N.J. assembly weighs bill to better monitor steroids

TRENTON — The Assembly will vote this week on legislation that would require New Jersey pharmacists to submit monthly reports on prescriptions for the human growth hormone steroid.

The measure came about after a recent newspaper investigation uncovered widespread steroid abuse in numerous police and fire departments across the state. It also found that many of the officers paid for the drugs with their public health benefits.

HGH is not a controlled dangerous substance under federal and state laws and isn’t monitored by the state.

But the measure up for a vote Monday would add it to New Jersey’s prescription monitoring program, which was created in 2007 to monitor controlled dangerous substances dispensed in most outpatient settings.
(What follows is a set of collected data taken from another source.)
use crate::domain_model::Destination;

/// Case-insensitive substring match on title, country or city.
/// An empty query keeps every destination, in order.
pub fn filter_destinations<'a>(destinations: &'a [Destination], query: &str) -> Vec<&'a Destination> {
    let needle = query.to_lowercase();
    destinations
        .iter()
        .filter(|d| {
            [&d.title, &d.country, &d.city]
                .iter()
                .any(|field| field.to_lowercase().contains(&needle))
        })
        .collect()
}
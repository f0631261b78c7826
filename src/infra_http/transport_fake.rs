use crate::application_port::*;
use crate::domain_port::*;
use std::collections::{HashMap, VecDeque};
use std::sync::{Mutex, MutexGuard};

type Scripted = Result<HttpResponse, TransportError>;

#[derive(Debug, Default)]
struct Route {
    replies: VecDeque<Scripted>,
    last_served: bool,
}

/// In-process transport with scripted replies per `(method, path)`.
///
/// Replies are served in order and the last one repeats. Scripting a route
/// again after its last reply was served replaces that reply. Unscripted
/// routes answer 404. Every request is recorded for later inspection.
#[derive(Debug, Default)]
pub struct FakeTransport {
    routes: Mutex<HashMap<(HttpMethod, String), Route>>,
    requests: Mutex<Vec<HttpRequest>>,
}

fn guard<T>(mutex: &Mutex<T>) -> MutexGuard<'_, T> {
    mutex.lock().unwrap_or_else(|poisoned| poisoned.into_inner())
}

/// Path (and query) part of an absolute URL.
fn path_of(url: &str) -> &str {
    let rest = url.split_once("://").map_or(url, |(_, rest)| rest);
    rest.find('/').map_or("/", |idx| &rest[idx..])
}

impl FakeTransport {
    pub fn new() -> Self {
        Self::default()
    }

    pub fn respond(&self, method: HttpMethod, path: &str, status: u16, body: serde_json::Value) {
        let body = serde_json::to_vec(&body).unwrap_or_default();
        self.push(method, path, Ok(HttpResponse { status, body }));
    }

    pub fn respond_raw(&self, method: HttpMethod, path: &str, status: u16, body: &str) {
        self.push(
            method,
            path,
            Ok(HttpResponse {
                status,
                body: body.as_bytes().to_vec(),
            }),
        );
    }

    pub fn fail(&self, method: HttpMethod, path: &str, error: TransportError) {
        self.push(method, path, Err(error));
    }

    fn push(&self, method: HttpMethod, path: &str, reply: Scripted) {
        let mut routes = guard(&self.routes);
        let route = routes.entry((method, path.to_string())).or_default();
        if route.last_served {
            route.replies.clear();
            route.last_served = false;
        }
        route.replies.push_back(reply);
    }

    pub fn requests(&self) -> Vec<HttpRequest> {
        guard(&self.requests).clone()
    }

    pub fn requests_to(&self, method: HttpMethod, path: &str) -> Vec<HttpRequest> {
        guard(&self.requests)
            .iter()
            .filter(|request| request.method == method && path_of(&request.url) == path)
            .cloned()
            .collect()
    }

    pub fn count(&self, method: HttpMethod, path: &str) -> usize {
        self.requests_to(method, path).len()
    }
}

#[async_trait::async_trait]
impl HttpTransport for FakeTransport {
    async fn send(&self, request: HttpRequest) -> Result<HttpResponse, TransportError> {
        let key = (request.method, path_of(&request.url).to_string());
        guard(&self.requests).push(request);

        let mut routes = guard(&self.routes);
        match routes.get_mut(&key) {
            Some(route) if route.replies.len() > 1 => route
                .replies
                .pop_front()
                .unwrap_or_else(|| Err(TransportError::Network("empty script".into()))),
            Some(route) => {
                route.last_served = true;
                route
                    .replies
                    .front()
                    .cloned()
                    .unwrap_or_else(|| Err(TransportError::Network("empty script".into())))
            }
            None => Ok(HttpResponse {
                status: 404,
                body: br#"{"detail":"Not Found"}"#.to_vec(),
            }),
        }
    }
}

#[cfg(test)]
mod tests {
    use super::*;

    #[test]
    fn path_is_taken_after_the_origin() {
        assert_eq!(path_of("https://api.example.test/auth/me"), "/auth/me");
        assert_eq!(path_of("http://127.0.0.1:8080"), "/");
        assert_eq!(path_of("/bookings/bookings"), "/bookings/bookings");
    }

    fn get(path: &str) -> HttpRequest {
        HttpRequest {
            method: HttpMethod::Get,
            url: format!("https://api.example.test{path}"),
            headers: Vec::new(),
            body: None,
        }
    }

    #[tokio::test]
    async fn replies_are_served_in_order_then_repeat() {
        let transport = FakeTransport::new();
        transport.respond_raw(HttpMethod::Get, "/a", 401, "");
        transport.respond_raw(HttpMethod::Get, "/a", 200, "");

        assert_eq!(transport.send(get("/a")).await.unwrap().status, 401);
        assert_eq!(transport.send(get("/a")).await.unwrap().status, 200);
        assert_eq!(transport.send(get("/a")).await.unwrap().status, 200);

        transport.respond_raw(HttpMethod::Get, "/a", 500, "");
        assert_eq!(transport.send(get("/a")).await.unwrap().status, 500);
        assert_eq!(transport.send(get("/b")).await.unwrap().status, 404);
        assert_eq!(transport.count(HttpMethod::Get, "/a"), 4);
    }
}
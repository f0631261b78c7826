mod api;
mod booking;
mod review;
mod session;
mod store;

pub use api::*;
pub use booking::*;
pub use review::*;
pub use session::*;
pub use store::*;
“This steroid abuse is frightening from both a public policy and public health perspective,” said Assemblyman Herb Conaway, D-Delanco, one of the bill’s primary sponsors who also is a physician. “Taxpayers have been stung and public safety has been put at risk, as has the health of the abusers. We cannot sit idly by and let this abuse continue. This bill is a step in the proper direction.”

Conaway and other proponents cite the investigation conducted by The Star-Ledger of Newark, the state’s largest newspaper, which in December reported that hundreds of police, firefighters and corrections officers were using the drugs to build up their strength.

It also found that at least 248 officers and firefighters from 53 agencies obtained muscle-building drugs from a now-deceased Jersey City physician, including some that have been linked to increased aggression, confusion and reckless behavior.

“State taxpayers have been wrongly paying for millions of dollars in insurance costs for prescriptions that were, in many cases, issued illegally,” said Deputy Assembly Speaker John McKeon, D-West Orange, another primary sponsor of the bill. “Taxpayers also have been footing the bill for the side effects of this abuse. It’s long past time for this outrage to finally stop. Taxpayers and public safety deserve better.”

Besides Conaway and McKeon, the bill’s other primary sponsors in the Assembly are Democrats Ruben Ramos Jr. of Hoboken and Valerie Vainieri Huttle of Englewood. It was approved by the Health and Senior Services committee in late January.

Identical legislation has been introduced in the Senate by Loretta Weinberg, D-Bergen, and referred to the Health, Human Services and Senior Citizens committee, which has not yet scheduled a hearing on the bill.